Every record that follows should appear again in your answer, exactly the same.

[Stored items]
***

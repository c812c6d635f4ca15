//! JSON entity files.

use std::sync::LazyLock;

use serde::{Deserialize, Serialize};

use sdlc_application::{EntitySerializer, SerializationResult};
use sdlc_domain::{Entity, EntityContent, content_from_serializable, derive_entity_path};

use super::json::{CanonicalMap, decoding_error, to_json_pretty};
use crate::config::{ConfigError, JsonCodecConfig};

static SHARED: LazyLock<JsonEntitySerializer> = LazyLock::new(JsonEntitySerializer::new);

/// On-disk form of an entity. The path is not stored: it is derived from
/// the content when the file is read.
#[derive(Serialize)]
#[serde(rename_all = "camelCase")]
struct EntityFileRef<'a> {
    classifier_path: &'a str,
    content: CanonicalMap<'a>,
}

#[derive(Deserialize)]
#[serde(rename_all = "camelCase", deny_unknown_fields)]
struct EntityFile {
    classifier_path: String,
    content: Option<EntityContent>,
}

/// Reads and writes entities as canonical JSON documents:
///
/// ```json
/// {
///   "classifierPath": "meta::pure::metamodel::type::Class",
///   "content": {
///     "name": "Person",
///     "package": "model::domain"
///   }
/// }
/// ```
///
/// Keys are sorted at every depth and the layout is fixed by the
/// [`JsonCodecConfig`] given at construction, so identical entities always
/// produce identical bytes.
#[derive(Debug, Clone, PartialEq, Eq)]
pub struct JsonEntitySerializer {
    config: JsonCodecConfig,
}

impl JsonEntitySerializer {
    /// File extension of JSON entity files.
    pub const DEFAULT_FILE_EXTENSION: &'static str = "json";

    /// Creates a serializer with the default configuration.
    #[must_use]
    pub fn new() -> Self {
        Self {
            config: JsonCodecConfig::default(),
        }
    }

    /// Creates a serializer with the given configuration.
    ///
    /// # Errors
    ///
    /// Returns an error if the configuration is invalid.
    pub fn with_config(config: JsonCodecConfig) -> Result<Self, ConfigError> {
        config.validate()?;
        Ok(Self { config })
    }

    /// Returns the process-wide serializer with the default configuration.
    #[must_use]
    pub fn shared() -> &'static Self {
        &SHARED
    }

    /// Returns the configuration.
    #[must_use]
    pub const fn config(&self) -> &JsonCodecConfig {
        &self.config
    }

    /// Writes an entity document directly from any serializable content.
    ///
    /// # Errors
    ///
    /// Returns `SerializationError::Encoding` if the content cannot be
    /// represented as a JSON object.
    pub fn serialize_content<T: Serialize + ?Sized>(
        &self,
        classifier_path: &str,
        content: &T,
    ) -> SerializationResult<Vec<u8>> {
        let content = content_from_serializable(content)?;
        self.render(classifier_path, &content)
    }

    fn render(&self, classifier_path: &str, content: &EntityContent) -> SerializationResult<Vec<u8>> {
        let file = EntityFileRef {
            classifier_path,
            content: CanonicalMap::new(content, self.config.key_order()),
        };
        to_json_pretty(&file, &self.config)
    }
}

impl Default for JsonEntitySerializer {
    fn default() -> Self {
        Self::new()
    }
}

impl EntitySerializer for JsonEntitySerializer {
    fn default_file_extension(&self) -> &str {
        Self::DEFAULT_FILE_EXTENSION
    }

    fn serialize_to_bytes(&self, entity: &Entity) -> SerializationResult<Vec<u8>> {
        let bytes = self.render(entity.classifier_path(), entity.content())?;
        tracing::trace!(path = entity.path(), bytes = bytes.len(), "encoded entity");
        Ok(bytes)
    }

    fn deserialize_bytes(&self, bytes: &[u8]) -> SerializationResult<Entity> {
        let file = read_entity_file(bytes).map_err(|e| {
            tracing::debug!(error = %e, "malformed entity document");
            decoding_error(e)
        })?;

        let path = derive_entity_path(file.content.as_ref()).inspect_err(|e| {
            tracing::debug!(error = %e, classifier_path = %file.classifier_path, "entity path not derivable");
        })?;
        tracing::trace!(path = %path, bytes = bytes.len(), "decoded entity");

        Ok(Entity::new(
            path,
            file.classifier_path,
            file.content.unwrap_or_default(),
        ))
    }
}

/// Parses an entity file without a nesting limit; model content such as
/// function bodies can nest far deeper than serde_json's default of 128.
fn read_entity_file(bytes: &[u8]) -> serde_json::Result<EntityFile> {
    let mut deserializer = serde_json::Deserializer::from_slice(bytes);
    deserializer.disable_recursion_limit();
    let file = EntityFile::deserialize(serde_stacker::Deserializer::new(&mut deserializer))?;
    deserializer.end()?;
    Ok(file)
}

***

[Answer to this task]
repository c812c6d635f4ca15
//! JSON entity files.

use std::sync::LazyLock;

use serde::{Deserialize, Serialize};

use sdlc_application::{EntitySerializer, SerializationResult};
use sdlc_domain::{Entity, EntityContent, content_from_serializable, derive_entity_path};

use super::json::{CanonicalMap, decoding_error, to_json_pretty};
use crate::config::{ConfigError, JsonCodecConfig};

static SHARED: LazyLock<JsonEntitySerializer> = LazyLock::new(JsonEntitySerializer::new);

/// On-disk form of an entity. The path is not stored: it is derived from
/// the content when the file is read.
#[derive(Serialize)]
#[serde(rename_all = "camelCase")]
struct EntityFileRef<'a> {
    classifier_path: &'a str,
    content: CanonicalMap<'a>,
}

#[derive(Deserialize)]
#[serde(rename_all = "camelCase", deny_unknown_fields)]
struct EntityFile {
    classifier_path: String,
    content: Option<EntityContent>,
}

/// Reads and writes entities as canonical JSON documents:
///
/// ```json
/// {
///   "classifierPath": "meta::pure::metamodel::type::Class",
///   "content": {
///     "name": "Person",
///     "package": "model::domain"
///   }
/// }
/// ```
///
/// Keys are sorted at every depth and the layout is fixed by the
/// [`JsonCodecConfig`] given at construction, so identical entities always
/// produce identical bytes.
#[derive(Debug, Clone, PartialEq, Eq)]
pub struct JsonEntitySerializer {
    config: JsonCodecConfig,
}

impl JsonEntitySerializer {
    /// File extension of JSON entity files.
    pub const DEFAULT_FILE_EXTENSION: &'static str = "json";

    /// Creates a serializer with the default configuration.
    #[must_use]
    pub fn new() -> Self {
        Self {
            config: JsonCodecConfig::default(),
        }
    }

    /// Creates a serializer with the given configuration.
    ///
    /// # Errors
    ///
    /// Returns an error if the configuration is invalid.
    pub fn with_config(config: JsonCodecConfig) -> Result<Self, ConfigError> {
        config.validate()?;
        Ok(Self { config })
    }

    /// Returns the process-wide serializer with the default configuration.
    #[must_use]
    pub fn shared() -> &'static Self {
        &SHARED
    }

    /// Returns the configuration.
    #[must_use]
    pub const fn config(&self) -> &JsonCodecConfig {
        &self.config
    }

    /// Writes an entity document directly from any serializable content.
    ///
    /// # Errors
    ///
    /// Returns `SerializationError::Encoding` if the content cannot be
    /// represented as a JSON object.
    pub fn serialize_content<T: Serialize + ?Sized>(
        &self,
        classifier_path: &str,
        content: &T,
    ) -> SerializationResult<Vec<u8>> {
        let content = content_from_serializable(content)?;
        self.render(classifier_path, &content)
    }

    fn render(&self, classifier_path: &str, content: &EntityContent) -> SerializationResult<Vec<u8>> {
        let file = EntityFileRef {
            classifier_path,
            content: CanonicalMap::new(content, self.config.key_order()),
        };
        to_json_pretty(&file, &self.config)
    }
}

impl Default for JsonEntitySerializer {
    fn default() -> Self {
        Self::new()
    }
}

impl EntitySerializer for JsonEntitySerializer {
    fn default_file_extension(&self) -> &str {
        Self::DEFAULT_FILE_EXTENSION
    }

    fn serialize_to_bytes(&self, entity: &Entity) -> SerializationResult<Vec<u8>> {
        let bytes = self.render(entity.classifier_path(), entity.content())?;
        tracing::trace!(path = entity.path(), bytes = bytes.len(), "encoded entity");
        Ok(bytes)
    }

    fn deserialize_bytes(&self, bytes: &[u8]) -> SerializationResult<Entity> {
        let file = read_entity_file(bytes).map_err(|e| {
            tracing::debug!(error = %e, "malformed entity document");
            decoding_error(e)
        })?;

        let path = derive_entity_path(file.content.as_ref()).inspect_err(|e| {
            tracing::debug!(error = %e, classifier_path = %file.classifier_path, "entity path not derivable");
        })?;
        tracing::trace!(path = %path, bytes = bytes.len(), "decoded entity");

        Ok(Entity::new(
            path,
            file.classifier_path,
            file.content.unwrap_or_default(),
        ))
    }
}

/// Parses an entity file without a nesting limit; model content such as
/// function bodies can nest far deeper than serde_json's default of 128.
fn read_entity_file(bytes: &[u8]) -> serde_json::Result<EntityFile> {
    let mut deserializer = serde_json::Deserializer::from_slice(bytes);
    deserializer.disable_recursion_limit();
    let file = EntityFile::deserialize(serde_stacker::Deserializer::new(&mut deserializer))?;
    deserializer.end()?;
    Ok(file)
}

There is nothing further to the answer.